My Life’s Birds: #427-428
March 23, 2007 – Estero Llano Grande State Park, Tx – Birding South Texas back in the 90s, at least the way I experienced it, was a matter of hitting a handful of well worn and well-known birding hotspots over and over and over again until you finally came up with a winner. Typically that was in the form of a Hook-billed Kite or one of the weird Turdus thrushes or, if you’re really lucky, something like Roadside Hawk or Collared Forest-Falcon. Incidentally, I never saw any of those birds. There’s a reason all of those amazing old records were from no more than a half-dozen sites. It was known that those places were where the good birds are, so that’s where the good birders went. This sort of feedback loop, common at any of the great hotspots in North America, manifested itself in fabulous birds to be sure, but not much in the way of diversity in the way of locales. When you went to South Texas, you went to Bentsen and Santa Ana, and if you had a bit more time to expanded it west to Falcon Dam or east to Atascosa, but you kept it simple. After all, you were practically guaranteed a good day at any of those places so why mess with a good thing?
But in the early part of the 2000s, the lower valley realized that the birders that came to chase tropical species were spending good money in the area, and thus started a push to build the birding infrastructure. The resulting World Birding Center, a series of public site specifically managed for birders opened nearly 10,000 acres that had never been available before, and the birders came, and found fabulous birds at all the new sites from Padre Island to Falcon Dam. More than that, it was a symbol of how birding and ecotourism can have a positive impact on local economies. So when I returned to south Texas 12 years later, there was a whole new group of birding locations to explore, and the one with the the most promise was Estero Llano Grande State Park in Weslaco.
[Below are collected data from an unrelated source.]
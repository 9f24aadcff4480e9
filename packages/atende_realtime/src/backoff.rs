//! Reconnect policy: exponential backoff with jitter and a delay cap.

use std::time::Duration;

pub const DEFAULT_BASE_DELAY: Duration = Duration::from_secs(1);
pub const DEFAULT_MAX_DELAY: Duration = Duration::from_secs(30);
pub const DEFAULT_JITTER_FACTOR: f64 = 0.2;
pub const DEFAULT_STABLE_AFTER: Duration = Duration::from_secs(5);

#[derive(Debug, Clone, PartialEq)]
pub struct ReconnectPolicy {
    /// When false, a dropped or failed connection is not retried.
    pub enabled: bool,
    /// Delay before the first retry.
    pub base_delay: Duration,
    /// Upper bound on the exponential part of the delay.
    pub max_delay: Duration,
    /// Give up after this many consecutive failed attempts (None = never).
    pub max_retries: Option<u32>,
    /// Symmetric jitter range, 0.0 to 1.0 (0.2 = ±20%).
    pub jitter_factor: f64,
    /// A connection that stays up this long resets the failure count. One
    /// that drops sooner counts as a failed attempt.
    pub stable_after: Duration,
}

impl Default for ReconnectPolicy {
    fn default() -> Self {
        Self {
            enabled: true,
            base_delay: DEFAULT_BASE_DELAY,
            max_delay: DEFAULT_MAX_DELAY,
            max_retries: None,
            jitter_factor: DEFAULT_JITTER_FACTOR,
            stable_after: DEFAULT_STABLE_AFTER,
        }
    }
}

impl ReconnectPolicy {
    pub fn disabled() -> Self {
        Self {
            enabled: false,
            ..Default::default()
        }
    }

    /// Whether another attempt is allowed after `failures` consecutive failures.
    pub fn should_retry(&self, failures: u32) -> bool {
        self.enabled && self.max_retries.is_none_or(|max| failures <= max)
    }

    /// Consecutive-failure count after a session that was up for `uptime`.
    pub fn failures_after_drop(&self, failures: u32, uptime: Duration) -> u32 {
        if uptime >= self.stable_after {
            0
        } else {
            failures.saturating_add(1)
        }
    }

    /// Delay before retry number `attempt` (zero-based), with jitter drawn
    /// from the thread RNG.
    pub fn delay_for(&self, attempt: u32) -> Duration {
        self.delay_with_random(attempt, rand::random::<f64>())
    }

    /// `min(max_delay, base * 2^attempt) * (1 + (2r - 1) * jitter)` for
    /// `r` in `[0, 1)`.
    pub fn delay_with_random(&self, attempt: u32, random: f64) -> Duration {
        let base_ms = self.base_delay.as_millis() as u64;
        let max_ms = self.max_delay.as_millis() as u64;
        let exponential = base_ms.saturating_mul(1u64 << attempt.min(31));
        let capped = exponential.min(max_ms);

        let jitter = self.jitter_factor.clamp(0.0, 1.0);
        let random = random.clamp(0.0, 1.0);
        let factor = 1.0 + (random * 2.0 - 1.0) * jitter;
        let millis = (capped as f64 * factor).round().max(0.0) as u64;
        Duration::from_millis(millis)
    }
}

#[cfg(test)]
mod tests {
    use super::*;

    fn no_jitter() -> ReconnectPolicy {
        ReconnectPolicy {
            jitter_factor: 0.0,
            ..Default::default()
        }
    }

    #[test]
    fn delays_double_until_the_cap() {
        let p = no_jitter();
        assert_eq!(p.delay_with_random(0, 0.5), Duration::from_secs(1));
        assert_eq!(p.delay_with_random(1, 0.5), Duration::from_secs(2));
        assert_eq!(p.delay_with_random(2, 0.5), Duration::from_secs(4));
        assert_eq!(p.delay_with_random(4, 0.5), Duration::from_secs(16));
        assert_eq!(p.delay_with_random(5, 0.5), Duration::from_secs(30));
        assert_eq!(p.delay_with_random(40, 0.5), Duration::from_secs(30));
    }

    #[test]
    fn jitter_stays_within_range() {
        let p = ReconnectPolicy::default();
        let low = p.delay_with_random(3, 0.0);
        let high = p.delay_with_random(3, 0.999_999);
        assert_eq!(low, Duration::from_millis(6400));
        assert!(high <= Duration::from_millis(9600));
        assert!(high > Duration::from_millis(9500));

        for attempt in 0..20 {
            let d = p.delay_for(attempt);
            assert!(d <= p.max_delay.mul_f64(1.0 + p.jitter_factor));
        }
    }

    #[test]
    fn max_retries_bounds_attempts() {
        let p = ReconnectPolicy {
            max_retries: Some(3),
            ..Default::default()
        };
        assert!(p.should_retry(1));
        assert!(p.should_retry(3));
        assert!(!p.should_retry(4));

        assert!(ReconnectPolicy::default().should_retry(10_000));
        assert!(!ReconnectPolicy::disabled().should_retry(0));
    }

    #[test]
    fn short_lived_sessions_count_as_failures() {
        let p = ReconnectPolicy::default();
        assert_eq!(p.failures_after_drop(0, Duration::from_millis(10)), 1);
        assert_eq!(p.failures_after_drop(2, Duration::from_secs(1)), 3);
        assert_eq!(p.failures_after_drop(2, DEFAULT_STABLE_AFTER), 0);
        assert_eq!(p.failures_after_drop(7, Duration::from_secs(60)), 0);
    }
}
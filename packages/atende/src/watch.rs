//! `atende watch`: connect, mirror the backend into a store, print changes.

use std::sync::Arc;

use anyhow::{Context, Result};
use serde_json::json;
use tokio::sync::broadcast::{self, error::RecvError};
use tokio::sync::watch;
use tracing::{info, warn};

use atende_realtime::{ChatStore, Message, RealtimeClient, StoreChange};

use crate::config::{AtendeConfig, FileConfig};

/// Command-line overrides for the `[channel]` section.
#[derive(Debug, Default)]
pub struct WatchOptions {
    pub host: Option<String>,
    pub namespace: Option<String>,
    pub token: Option<String>,
    pub conversations: Vec<String>,
    pub json: bool,
}

impl WatchOptions {
    fn apply(&self, fc: &mut FileConfig) {
        if let Some(host) = &self.host {
            fc.channel.host = host.clone();
        }
        if let Some(namespace) = &self.namespace {
            fc.channel.namespace = namespace.clone();
        }
        if let Some(token) = &self.token {
            fc.channel.token = Some(token.clone());
        }
    }
}

pub async fn watch_command(config: &AtendeConfig, options: WatchOptions) -> Result<()> {
    let mut fc = config.load()?;
    options.apply(&mut fc);

    let channel_config = fc.channel_config();
    let endpoint = channel_config
        .endpoint_url()
        .context("Invalid channel endpoint")?;

    let store = Arc::new(ChatStore::with_duplicate_policy(fc.duplicate_policy()));
    let client = RealtimeClient::new(channel_config, store.clone());
    let changes = store.subscribe();
    let connected = client.channel().watch_connected();

    client
        .start(fc.channel.token.clone())
        .with_context(|| format!("Failed to start channel to {endpoint}"))?;
    for conversation_id in &options.conversations {
        client
            .channel()
            .subscribe_to_chat(conversation_id)
            .with_context(|| format!("Failed to subscribe to {conversation_id}"))?;
    }
    if !options.json {
        eprintln!("Watching {endpoint} (Ctrl-C to stop)");
    }

    print_changes(
        &store,
        changes,
        connected,
        options.json,
        tokio::signal::ctrl_c(),
    )
    .await;

    client.stop().await;
    Ok(())
}

/// Print store and connectivity changes until `shutdown` resolves or the
/// store goes away.
async fn print_changes<F: Future>(
    store: &ChatStore,
    mut changes: broadcast::Receiver<StoreChange>,
    mut connected: watch::Receiver<bool>,
    as_json: bool,
    shutdown: F,
) {
    tokio::pin!(shutdown);

    loop {
        tokio::select! {
            _ = &mut shutdown => {
                info!("interrupted, shutting down");
                break;
            }
            result = connected.changed() => {
                if result.is_err() {
                    break;
                }
                let up = *connected.borrow_and_update();
                if as_json {
                    println!("{}", json!({ "change": "channel", "connected": up }));
                } else {
                    eprintln!("channel {}", if up { "connected" } else { "disconnected" });
                }
            }
            change = changes.recv() => match change {
                Ok(change) => render(store, &change, as_json),
                Err(RecvError::Lagged(skipped)) => {
                    warn!(skipped, "display fell behind store changes");
                }
                Err(RecvError::Closed) => break,
            },
        }
    }
}

fn render(store: &ChatStore, change: &StoreChange, as_json: bool) {
    if as_json {
        println!("{}", change_json(store, change));
        return;
    }
    match change {
        StoreChange::QrCode(Some(code)) => {
            eprintln!("Pairing code received, scan it with WhatsApp:");
            print_qr(code);
        }
        StoreChange::QrCode(None) => eprintln!("pairing code cleared"),
        StoreChange::SessionStatus(session) => {
            println!("session {}: {}", session.id, session.status);
        }
        StoreChange::MessageAdded {
            conversation_id,
            message_id,
        } => match find_message(store, conversation_id, message_id) {
            Some(message) => println!(
                "[{conversation_id}] {:?}: {}",
                message.sender,
                message.preview()
            ),
            None => println!("[{conversation_id}] message {message_id}"),
        },
        StoreChange::Typing {
            conversation_id,
            is_typing,
        } => {
            if *is_typing {
                println!("[{conversation_id}] typing…");
            }
        }
        StoreChange::ConversationUpdated(conversation_id) => {
            println!("[{conversation_id}] conversation updated");
        }
    }
}

fn change_json(store: &ChatStore, change: &StoreChange) -> serde_json::Value {
    match change {
        StoreChange::QrCode(code) => json!({ "change": "qr_code", "qrCode": code }),
        StoreChange::SessionStatus(session) => json!({ "change": "session", "session": session }),
        StoreChange::MessageAdded {
            conversation_id,
            message_id,
        } => json!({
            "change": "message",
            "conversationId": conversation_id,
            "messageId": message_id,
            "message": find_message(store, conversation_id, message_id),
        }),
        StoreChange::Typing {
            conversation_id,
            is_typing,
        } => json!({
            "change": "typing",
            "conversationId": conversation_id,
            "isTyping": is_typing,
        }),
        StoreChange::ConversationUpdated(conversation_id) => json!({
            "change": "conversation",
            "conversation": store.conversation(conversation_id),
        }),
    }
}

fn find_message(store: &ChatStore, conversation_id: &str, message_id: &str) -> Option<Message> {
    store
        .messages(conversation_id)
        .into_iter()
        .rev()
        .find(|m| m.id == message_id)
}

fn print_qr(data: &str) {
    use qrcode::QrCode;

    let code = match QrCode::new(data.as_bytes()) {
        Ok(c) => c,
        Err(e) => {
            eprintln!("(QR code generation failed: {})", e);
            eprintln!("{}", data);
            return;
        }
    };

    let image = code
        .render::<char>()
        .quiet_zone(true)
        .module_dimensions(2, 1)
        .build();
    eprintln!("{}", image);
}
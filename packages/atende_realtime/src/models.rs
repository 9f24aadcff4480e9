//! Domain types mirrored from the messaging backend.
//!
//! The client never creates sessions or messages on its own; it only decodes
//! what the backend sends and keeps it. Wire names are camelCase.

use chrono::{DateTime, Utc};
use serde::{Deserialize, Serialize};

/// Lifecycle label of a WhatsApp pairing session.
#[derive(Debug, Clone, Copy, PartialEq, Eq, Hash, Serialize, Deserialize)]
#[serde(rename_all = "snake_case")]
pub enum SessionStatus {
    Disconnected,
    Connecting,
    QrReady,
    Connected,
    Error,
}

impl SessionStatus {
    /// Whether the backend is expected to move from `self` to `next`.
    ///
    /// `disconnected → connecting → qr_ready → connected`, `error` from
    /// anywhere, `disconnected` back from `connected` (logout) or `error`
    /// (reset). `qr_ready` may repeat when the code is refreshed. The client
    /// mirrors unexpected transitions anyway; this only feeds diagnostics.
    pub fn can_transition_to(self, next: SessionStatus) -> bool {
        use SessionStatus::*;
        if self == next {
            return true;
        }
        matches!(
            (self, next),
            (_, Error)
                | (Disconnected, Connecting)
                | (Connecting, QrReady)
                | (Connecting, Connected)
                | (QrReady, Connected)
                | (Connected, Disconnected)
                | (Error, Disconnected)
        )
    }

    pub fn as_str(self) -> &'static str {
        match self {
            Self::Disconnected => "disconnected",
            Self::Connecting => "connecting",
            Self::QrReady => "qr_ready",
            Self::Connected => "connected",
            Self::Error => "error",
        }
    }
}

impl std::fmt::Display for SessionStatus {
    fn fmt(&self, f: &mut std::fmt::Formatter<'_>) -> std::fmt::Result {
        f.write_str(self.as_str())
    }
}

/// Snapshot of one pairing session. Status events carry the whole snapshot,
/// never a delta, so applying the same one twice is harmless.
#[derive(Debug, Clone, PartialEq, Serialize, Deserialize)]
#[serde(rename_all = "camelCase")]
pub struct Session {
    pub id: String,
    pub connected: bool,
    #[serde(default, skip_serializing_if = "Option::is_none")]
    pub last_activity: Option<DateTime<Utc>>,
    #[serde(default, skip_serializing_if = "Option::is_none")]
    pub qr_code: Option<String>,
    pub status: SessionStatus,
}

impl Session {
    pub fn new(id: impl Into<String>, status: SessionStatus) -> Self {
        Self {
            id: id.into(),
            connected: status == SessionStatus::Connected,
            last_activity: None,
            qr_code: None,
            status,
        }
    }
}

#[derive(Debug, Clone, Copy, PartialEq, Eq, Serialize, Deserialize)]
#[serde(rename_all = "lowercase")]
pub enum MessageKind {
    Text,
    Image,
    Audio,
    Video,
    Document,
}

#[derive(Debug, Clone, Copy, PartialEq, Eq, Serialize, Deserialize)]
#[serde(rename_all = "lowercase")]
pub enum SenderRole {
    Customer,
    Agent,
    System,
}

/// Attachment reference for non-text messages.
#[derive(Debug, Clone, PartialEq, Eq, Serialize, Deserialize)]
pub struct MediaRef {
    pub url: String,
    #[serde(rename = "type")]
    pub mime_type: String,
    #[serde(default, skip_serializing_if = "Option::is_none")]
    pub size: Option<u64>,
}

#[derive(Debug, Clone, PartialEq, Serialize, Deserialize)]
#[serde(rename_all = "camelCase")]
pub struct Message {
    pub id: String,
    pub conversation_id: String,
    #[serde(default)]
    pub body: String,
    #[serde(rename = "type", default = "default_message_kind")]
    pub kind: MessageKind,
    pub sender: SenderRole,
    pub timestamp: DateTime<Utc>,
    #[serde(default, skip_serializing_if = "Option::is_none")]
    pub media: Option<MediaRef>,
}

fn default_message_kind() -> MessageKind {
    MessageKind::Text
}

const PREVIEW_CHARS: usize = 80;

impl Message {
    /// Short, single-line text used as a conversation's last-message preview.
    pub fn preview(&self) -> String {
        let text = match (self.kind, self.body.trim()) {
            (MessageKind::Text, body) => body.to_string(),
            (kind, "") => format!("[{}]", kind_label(kind)),
            (kind, body) => format!("[{}] {}", kind_label(kind), body),
        };
        let single_line = text.split_whitespace().collect::<Vec<_>>().join(" ");
        if single_line.chars().count() > PREVIEW_CHARS {
            let cut: String = single_line.chars().take(PREVIEW_CHARS).collect();
            format!("{cut}…")
        } else {
            single_line
        }
    }
}

fn kind_label(kind: MessageKind) -> &'static str {
    match kind {
        MessageKind::Text => "text",
        MessageKind::Image => "image",
        MessageKind::Audio => "audio",
        MessageKind::Video => "video",
        MessageKind::Document => "document",
    }
}

#[derive(Debug, Clone, Copy, PartialEq, Eq, Serialize, Deserialize)]
#[serde(rename_all = "lowercase")]
pub enum ConversationStatus {
    Active,
    Finished,
    Cancelled,
}

/// A customer support thread (atendimento).
#[derive(Debug, Clone, PartialEq, Serialize, Deserialize)]
#[serde(rename_all = "camelCase")]
pub struct Conversation {
    pub id: String,
    pub customer_number: String,
    #[serde(default, skip_serializing_if = "Option::is_none")]
    pub customer_name: Option<String>,
    pub status: ConversationStatus,
    #[serde(default, skip_serializing_if = "Option::is_none")]
    pub agent_id: Option<String>,
    pub created_at: DateTime<Utc>,
    pub updated_at: DateTime<Utc>,
    #[serde(default, skip_serializing_if = "Option::is_none")]
    pub last_message: Option<String>,
}

/// Typing indicator for one conversation.
#[derive(Debug, Clone, PartialEq, Eq, Serialize, Deserialize)]
#[serde(rename_all = "camelCase")]
pub struct TypingEvent {
    pub conversation_id: String,
    pub is_typing: bool,
}
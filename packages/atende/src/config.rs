use anyhow::{Context, Result};
use serde::{Deserialize, Serialize};
use std::path::{Path, PathBuf};
use std::time::Duration;
use tracing::info;

use atende_realtime::{ChannelConfig, DuplicatePolicy, ReconnectPolicy};

// =============================================================================
// Unified config (figment-deserialized from defaults / config.toml / env vars)
// =============================================================================
//
// Three equivalent ways to configure:
//
//   config.toml:     [channel]
//                    host = "wss://chat.example.com"
//
//   env var:         ATENDE_CHANNEL__HOST=wss://chat.example.com
//
//   (single underscore stays within field names: ATENDE_RECONNECT__MAX_DELAY_MS)

/// Top-level tunable configuration, deserialized by figment.
#[derive(Clone, Debug, Default, Serialize, Deserialize)]
pub struct FileConfig {
    #[serde(default)]
    pub channel: ChannelFileConfig,
    #[serde(default)]
    pub reconnect: ReconnectFileConfig,
    #[serde(default)]
    pub store: StoreFileConfig,
}

/// Connection settings (lives under `[channel]` in config.toml).
#[derive(Clone, Debug, Serialize, Deserialize)]
pub struct ChannelFileConfig {
    #[serde(default = "default_host")]
    pub host: String,
    #[serde(default = "default_namespace")]
    pub namespace: String,
    /// Bearer token for the upgrade request.
    #[serde(default)]
    pub token: Option<String>,
    /// 0 disables client pings.
    #[serde(default = "default_ping_interval_secs")]
    pub ping_interval_secs: u64,
    #[serde(default = "default_outbound_capacity")]
    pub outbound_capacity: usize,
    #[serde(default = "default_true")]
    pub synthesize_disconnect: bool,
}

impl Default for ChannelFileConfig {
    fn default() -> Self {
        Self {
            host: default_host(),
            namespace: default_namespace(),
            token: None,
            ping_interval_secs: default_ping_interval_secs(),
            outbound_capacity: default_outbound_capacity(),
            synthesize_disconnect: true,
        }
    }
}

/// Reconnect backoff (lives under `[reconnect]` in config.toml).
#[derive(Clone, Debug, Serialize, Deserialize)]
pub struct ReconnectFileConfig {
    #[serde(default = "default_true")]
    pub enabled: bool,
    #[serde(default = "default_base_delay_ms")]
    pub base_delay_ms: u64,
    #[serde(default = "default_max_delay_ms")]
    pub max_delay_ms: u64,
    #[serde(default)]
    pub max_retries: Option<u32>,
    #[serde(default = "default_jitter_factor")]
    pub jitter_factor: f64,
    /// Uptime after which a connection no longer counts as a failed attempt.
    #[serde(default = "default_stable_after_ms")]
    pub stable_after_ms: u64,
}

impl Default for ReconnectFileConfig {
    fn default() -> Self {
        Self {
            enabled: true,
            base_delay_ms: default_base_delay_ms(),
            max_delay_ms: default_max_delay_ms(),
            max_retries: None,
            jitter_factor: default_jitter_factor(),
            stable_after_ms: default_stable_after_ms(),
        }
    }
}

/// Store tunables (lives under `[store]` in config.toml).
#[derive(Clone, Debug, Default, Serialize, Deserialize)]
pub struct StoreFileConfig {
    /// Drop a message whose id is already in its conversation.
    #[serde(default)]
    pub dedupe_messages: bool,
}

fn default_host() -> String {
    "ws://localhost:3001".to_string()
}
fn default_namespace() -> String {
    "whatsapp".to_string()
}
fn default_ping_interval_secs() -> u64 {
    25
}
fn default_outbound_capacity() -> usize {
    64
}
fn default_true() -> bool {
    true
}
fn default_base_delay_ms() -> u64 {
    1000
}
fn default_max_delay_ms() -> u64 {
    30_000
}
fn default_jitter_factor() -> f64 {
    0.2
}
fn default_stable_after_ms() -> u64 {
    5000
}

/// Build a figment that layers: defaults → config.toml → ATENDE_* env vars.
///
/// Env vars use double-underscore for nesting into sections:
///   `ATENDE_CHANNEL__TOKEN=abc`  →  `channel.token = "abc"`
///   `ATENDE_RECONNECT__MAX_RETRIES=5`  →  `reconnect.max_retries = 5`
pub fn load_config(data_dir: &Path) -> figment::Figment {
    use figment::{
        Figment,
        providers::{Env, Format, Serialized, Toml},
    };

    Figment::from(Serialized::defaults(FileConfig::default()))
        .merge(Toml::file(data_dir.join("config.toml")))
        .merge(Env::prefixed("ATENDE_").split("__"))
}

// =============================================================================
// Runtime views (derived from FileConfig)
// =============================================================================

impl ReconnectFileConfig {
    pub fn to_policy(&self) -> ReconnectPolicy {
        ReconnectPolicy {
            enabled: self.enabled,
            base_delay: Duration::from_millis(self.base_delay_ms),
            max_delay: Duration::from_millis(self.max_delay_ms.max(self.base_delay_ms)),
            max_retries: self.max_retries,
            jitter_factor: self.jitter_factor.clamp(0.0, 1.0),
            stable_after: Duration::from_millis(self.stable_after_ms),
        }
    }
}

impl FileConfig {
    pub fn channel_config(&self) -> ChannelConfig {
        let mut config = ChannelConfig::new(self.channel.host.clone())
            .with_namespace(self.channel.namespace.clone())
            .with_reconnect(self.reconnect.to_policy());
        config.ping_interval = match self.channel.ping_interval_secs {
            0 => None,
            secs => Some(Duration::from_secs(secs)),
        };
        config.outbound_capacity = self.channel.outbound_capacity.max(1);
        config.synthesize_disconnect = self.channel.synthesize_disconnect;
        config
    }

    pub fn duplicate_policy(&self) -> DuplicatePolicy {
        if self.store.dedupe_messages {
            DuplicatePolicy::SkipKnownIds
        } else {
            DuplicatePolicy::Append
        }
    }
}

/// Paths the CLI works from.
#[derive(Clone, Debug)]
pub struct AtendeConfig {
    pub data_dir: PathBuf,
}

impl AtendeConfig {
    pub fn new(custom_dir: Option<PathBuf>) -> Result<Self> {
        let data_dir = match custom_dir {
            Some(dir) => dir,
            None => dirs::home_dir()
                .context("Could not find home directory")?
                .join(".atende"),
        };

        std::fs::create_dir_all(&data_dir)
            .with_context(|| format!("Failed to create data directory: {:?}", data_dir))?;

        info!("Data directory: {}", data_dir.display());
        Ok(Self { data_dir })
    }

    pub fn config_toml_path(&self) -> PathBuf {
        self.data_dir.join("config.toml")
    }

    pub fn load(&self) -> Result<FileConfig> {
        load_config(&self.data_dir)
            .extract()
            .with_context(|| format!("Invalid configuration in {:?}", self.config_toml_path()))
    }
}

#[cfg(test)]
mod tests {
    use super::*;

    // ── defaults ────────────────────────────────────────────────────────

    #[test]
    fn test_channel_file_config_defaults() {
        let d = ChannelFileConfig::default();
        assert_eq!(d.host, "ws://localhost:3001");
        assert_eq!(d.namespace, "whatsapp");
        assert!(d.token.is_none());
        assert_eq!(d.ping_interval_secs, 25);
        assert_eq!(d.outbound_capacity, 64);
        assert!(d.synthesize_disconnect);
    }

    #[test]
    fn test_reconnect_file_config_defaults() {
        let d = ReconnectFileConfig::default();
        assert!(d.enabled);
        assert_eq!(d.base_delay_ms, 1000);
        assert_eq!(d.max_delay_ms, 30_000);
        assert!(d.max_retries.is_none());
        assert_eq!(d.jitter_factor, 0.2);
        assert_eq!(d.stable_after_ms, 5000);
    }

    // ── runtime conversion ──────────────────────────────────────────────

    #[test]
    fn test_channel_config_from_defaults() {
        let fc = FileConfig::default();
        let config = fc.channel_config();
        assert_eq!(
            config.endpoint_url().unwrap(),
            "ws://localhost:3001/whatsapp"
        );
        assert_eq!(config.ping_interval, Some(Duration::from_secs(25)));
        assert_eq!(config.reconnect, ReconnectPolicy::default());
        assert_eq!(fc.duplicate_policy(), DuplicatePolicy::Append);
    }

    #[test]
    fn test_zero_ping_interval_disables_pings() {
        let mut fc = FileConfig::default();
        fc.channel.ping_interval_secs = 0;
        assert!(fc.channel_config().ping_interval.is_none());
    }

    #[test]
    fn test_policy_cap_never_below_base() {
        let rc = ReconnectFileConfig {
            base_delay_ms: 5000,
            max_delay_ms: 100,
            jitter_factor: 3.0,
            ..Default::default()
        };
        let policy = rc.to_policy();
        assert_eq!(policy.max_delay, Duration::from_secs(5));
        assert_eq!(policy.jitter_factor, 1.0);
    }

    // ── load_config ─────────────────────────────────────────────────────

    #[test]
    fn test_load_config_defaults() {
        let tmp = tempfile::tempdir().unwrap();
        let fc: FileConfig = load_config(tmp.path()).extract().unwrap();
        assert_eq!(fc.channel.host, "ws://localhost:3001");
        assert!(fc.reconnect.enabled);
        assert!(!fc.store.dedupe_messages);
    }

    #[test]
    fn test_load_config_toml_sets_values() {
        let tmp = tempfile::tempdir().unwrap();
        std::fs::write(
            tmp.path().join("config.toml"),
            "[channel]\nhost = \"wss://chat.example.com\"\ntoken = \"abc\"\n\n\
             [reconnect]\nmax_retries = 3\n\n[store]\ndedupe_messages = true\n",
        )
        .unwrap();
        let fc: FileConfig = load_config(tmp.path()).extract().unwrap();
        assert_eq!(fc.channel.host, "wss://chat.example.com");
        assert_eq!(fc.channel.namespace, "whatsapp");
        assert_eq!(fc.channel.token.as_deref(), Some("abc"));
        assert_eq!(fc.reconnect.max_retries, Some(3));
        assert_eq!(fc.duplicate_policy(), DuplicatePolicy::SkipKnownIds);
    }

    #[test]
    fn test_load_config_env_overrides_toml() {
        figment::Jail::expect_with(|jail| {
            jail.create_file(
                "config.toml",
                "[channel]\nnamespace = \"from-file\"\nping_interval_secs = 10\n",
            )?;
            jail.set_env("ATENDE_CHANNEL__NAMESPACE", "from-env");
            jail.set_env("ATENDE_RECONNECT__ENABLED", "false");

            let fc: FileConfig = load_config(jail.directory()).extract()?;
            assert_eq!(fc.channel.namespace, "from-env");
            assert_eq!(fc.channel.ping_interval_secs, 10);
            assert!(!fc.reconnect.enabled);
            Ok(())
        });
    }

    // ── AtendeConfig ────────────────────────────────────────────────────

    #[test]
    fn test_atende_config_with_custom_dir() {
        let tmp = tempfile::tempdir().unwrap();
        let dir = tmp.path().join("nested");
        let config = AtendeConfig::new(Some(dir.clone())).unwrap();
        assert_eq!(config.data_dir, dir);
        assert!(dir.exists());
        assert_eq!(config.config_toml_path(), dir.join("config.toml"));
        assert_eq!(config.load().unwrap().channel.host, "ws://localhost:3001");
    }

    #[test]
    fn test_invalid_toml_is_reported() {
        let tmp = tempfile::tempdir().unwrap();
        std::fs::write(tmp.path().join("config.toml"), "[channel]\nhost = 12\n").unwrap();
        let config = AtendeConfig::new(Some(tmp.path().to_path_buf())).unwrap();
        assert!(config.load().is_err());
    }
}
The park itself lies on an ancient oxbow lake left by the meandering Rio Grande. The interpretive center looks out on the water where, when we were visiting, several Black-necked Stilts and Long-billed Dowitchers patrolled the shallows. Least Grebes tucked in and out of the cattails and a pair of Roseate Spoonbills foraged in the deeper middle. This was clearly a great place for birds, and once we could be pried away from the bounty on the deck we walked the loop for better looks. We found a small flock of White Pelicans that overwhelmed everything on the water, which was great, but the real kicker was the small flock of Red-crowned Parrots that paused in a snag allowing excellent looks. Most of south Texas’ parrots are urban, and these likely had roots in the city as well, but there’s something about seeing birds like this in some semblance of ‘the wild” that’s exceptionally special.
A fine day of birding (and herping too, we saw alligators!) later, as my dad and I were chatting with the park rangers they mentioned that there were still some lingering Cave Swallows in the flock of swallows under a bridge just around the outskirts of the park itself. We pulled over to find a teeming mass of Barn and Cliff Swallows within which were supposed to be the Caves. In the rolls of birds that are difficult IDs, swallows don’t get the respect they deserve. While they don’t have much in the way of identification pitfalls, picking something interesting out of a swirling, twisting flock of hundreds of birds is extremely difficult and more than a little frustrating. But even though it took some time, my dad and I found a handful of birds that fit the light chinned, light rumped bill appropriately to walk away with an unequivocal life bird. Not a soul satisfier by any means, but that’s how it goes.